Using the lines below, work out the count of those that hold "Result". Give the number only.

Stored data
---

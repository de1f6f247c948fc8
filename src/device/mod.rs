mod capabilities;
mod select;

use std::collections::BTreeSet;

use serde::Serialize;

use crate::error::{NotFound, RecorderError};
use crate::shell::RemoteShell;

pub use capabilities::{parse_capability_dump, CapabilityBlock};
pub use select::{best_touch, is_key_device, touch_candidate};

/// Reported `min`/`max` of one absolute axis.
#[derive(Debug, Default, Clone, Copy, PartialEq, Eq, Serialize)]
pub struct AxisRange {
    pub min: i32,
    pub max: i32,
}

impl AxisRange {
    /// Position of `value` within the range. Not clamped.
    pub fn normalize(&self, value: i32) -> f64 {
        (value as f64 - self.min as f64) / (self.max as f64 - self.min as f64)
    }
}

/// Axis ranges of the selected touchscreen.
#[derive(Debug, Default, Clone, Copy, PartialEq, Eq, Serialize)]
pub struct Calibration {
    pub x: AxisRange,
    pub y: AxisRange,
}

impl Calibration {
    pub fn normalize(&self, x: i32, y: i32) -> (f64, f64) {
        (self.x.normalize(x), self.y.normalize(y))
    }
}

/// A device reporting both multi-touch position axes.
#[derive(Debug, Clone, PartialEq, Eq, Serialize)]
pub struct TouchDeviceCandidate {
    pub path: String,
    pub name: String,
    pub calibration: Calibration,
}

impl TouchDeviceCandidate {
    pub fn area(&self) -> i64 {
        self.calibration.x.max as i64 * self.calibration.y.max as i64
    }
}

/// Devices chosen for a recording session.
#[derive(Debug, Clone, Default, PartialEq, Eq, Serialize)]
pub struct Selection {
    pub touch: Option<TouchDeviceCandidate>,
    pub key_devices: BTreeSet<String>,
}

impl Selection {
    /// Device to stream when only one path can be passed to `getevent`.
    pub fn monitored_path(&self) -> Option<&str> {
        self.touch
            .as_ref()
            .map(|t| t.path.as_str())
            .or_else(|| self.key_devices.iter().next().map(String::as_str))
    }
}

/// Select the touchscreen and key devices from a capability dump.
pub fn select(dump: &str) -> Result<Selection, NotFound> {
    let blocks = parse_capability_dump(dump);
    log::debug!("Capability dump lists {} devices", blocks.len());

    let candidates: Vec<TouchDeviceCandidate> = blocks.iter().filter_map(touch_candidate).collect();
    for c in &candidates {
        log::debug!("Touch candidate {} ({:?}), area {}", c.path, c.name, c.area());
    }

    let selection = Selection {
        touch: best_touch(candidates),
        key_devices: blocks
            .iter()
            .filter(|b| is_key_device(b))
            .map(|b| b.path.to_string())
            .collect(),
    };

    if selection.touch.is_none() && selection.key_devices.is_empty() {
        return Err(NotFound);
    }
    Ok(selection)
}

/// Run the capability dump on the remote device and select from its output.
pub fn discover(shell: &dyn RemoteShell, command: &str) -> Result<Selection, RecorderError> {
    log::debug!("Executing: {}", command);
    let dump = shell.run(command).map_err(RecorderError::CapabilityDump)?;
    let selection = select(&dump)?;

    match &selection.touch {
        Some(t) => log::info!(
            "Touch device: {} ({:?}) x={}..{} y={}..{}",
            t.path,
            t.name,
            t.calibration.x.min,
            t.calibration.x.max,
            t.calibration.y.min,
            t.calibration.y.max
        ),
        None => log::warn!("No touch device found, recording keys only"),
    }
    if !selection.key_devices.is_empty() {
        log::info!(
            "Key devices: {}",
            selection.key_devices.iter().cloned().collect::<Vec<_>>().join(", ")
        );
    }

    Ok(selection)
}

#[cfg(test)]
mod tests {
    use super::*;

    const PHONE: &str = "add device 1: /dev/input/event5
  name:     \"uinput-fpc\"
  events:
    KEY (0001): KEY_HOME
    ABS (0003): ABS_MT_POSITION_X     : value 0, min 0, max 4095, fuzz 0, flat 0, resolution 0
                ABS_MT_POSITION_Y     : value 0, min 0, max 4095, fuzz 0, flat 0, resolution 0
add device 2: /dev/input/event3
  name:     \"stylus\"
  events:
    ABS (0003): ABS_MT_POSITION_X     : value 0, min 0, max 0, fuzz 0, flat 0, resolution 0
                ABS_MT_POSITION_Y     : value 0, min 0, max 0, fuzz 0, flat 0, resolution 0
add device 3: /dev/input/event2
  name:     \"fts_ts\"
  events:
    KEY (0001): BTN_TOUCH
    ABS (0003): ABS_MT_SLOT           : value 0, min 0, max 9, fuzz 0, flat 0, resolution 0
                ABS_MT_POSITION_X     : value 0, min 0, max 1079, fuzz 0, flat 0, resolution 0
                ABS_MT_POSITION_Y     : value 0, min 0, max 2339, fuzz 0, flat 0, resolution 0
                ABS_MT_TRACKING_ID    : value 0, min 0, max 65535, fuzz 0, flat 0, resolution 0
add device 4: /dev/input/event0
  name:     \"qpnp_pon\"
  events:
    KEY (0001): KEY_VOLUMEDOWN        KEY_POWER
add device 5: /dev/input/event1
  name:     \"gpio-keys\"
  events:
    KEY (0001): KEY_VOLUMEUP
add device 6: /dev/input/event4
  name:     \"hall_sensor\"
  events:
    SW  (0005): SW_LID
";

    #[test]
    fn test_select_phone_dump() {
        let selection = select(PHONE).unwrap();
        let touch = selection.touch.unwrap();
        assert_eq!(touch.path, "/dev/input/event2");
        assert_eq!(touch.name, "fts_ts");
        assert_eq!(
            touch.calibration,
            Calibration {
                x: AxisRange { min: 0, max: 1079 },
                y: AxisRange { min: 0, max: 2339 },
            }
        );
        let keys: Vec<&str> = selection.key_devices.iter().map(String::as_str).collect();
        assert_eq!(keys, vec!["/dev/input/event0", "/dev/input/event1"]);
    }

    #[test]
    fn test_select_hex_dump() {
        let dump = "add device 1: /dev/input/event1
  name:     \"pmic_pwrkey\"
  events:
    KEY (0001): 0074
add device 2: /dev/input/event2
  name:     \"himax-touchscreen\"
  events:
    KEY (0001): 014a
    ABS (0003): 0035  : value 0, min 0, max 719, fuzz 0, flat 0, resolution 0
                0036  : value 0, min 0, max 1439, fuzz 0, flat 0, resolution 0
";
        let selection = select(dump).unwrap();
        assert_eq!(selection.touch.map(|t| t.path), Some("/dev/input/event2".into()));
        assert!(selection.key_devices.contains("/dev/input/event1"));
        assert_eq!(selection.key_devices.len(), 1);
    }

    #[test]
    fn test_select_keys_only() {
        let dump = "add device 1: /dev/input/event0\n  name:     \"gpio-keys\"\n  events:\n    KEY (0001): KEY_VOLUMEUP\n";
        let selection = select(dump).unwrap();
        assert!(selection.touch.is_none());
        assert_eq!(selection.monitored_path(), Some("/dev/input/event0"));
    }

    #[test]
    fn test_select_nothing() {
        let dump = "add device 1: /dev/input/event4\n  name:     \"hall_sensor\"\n  events:\n    SW  (0005): SW_LID\n";
        assert_eq!(select(dump), Err(NotFound));
        assert_eq!(select(""), Err(NotFound));
    }

    #[test]
    fn test_select_is_idempotent() {
        assert_eq!(select(PHONE).unwrap(), select(PHONE).unwrap());
    }

    #[test]
    fn test_normalize_is_not_clamped() {
        let cal = Calibration {
            x: AxisRange { min: 100, max: 200 },
            y: AxisRange { min: 0, max: 50 },
        };
        assert_eq!(cal.normalize(150, 100), (0.5, 2.0));
        assert_eq!(cal.normalize(50, 0), (-0.5, 0.0));
    }
}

---

(ANSWER FOR THIS EXERCISE): 2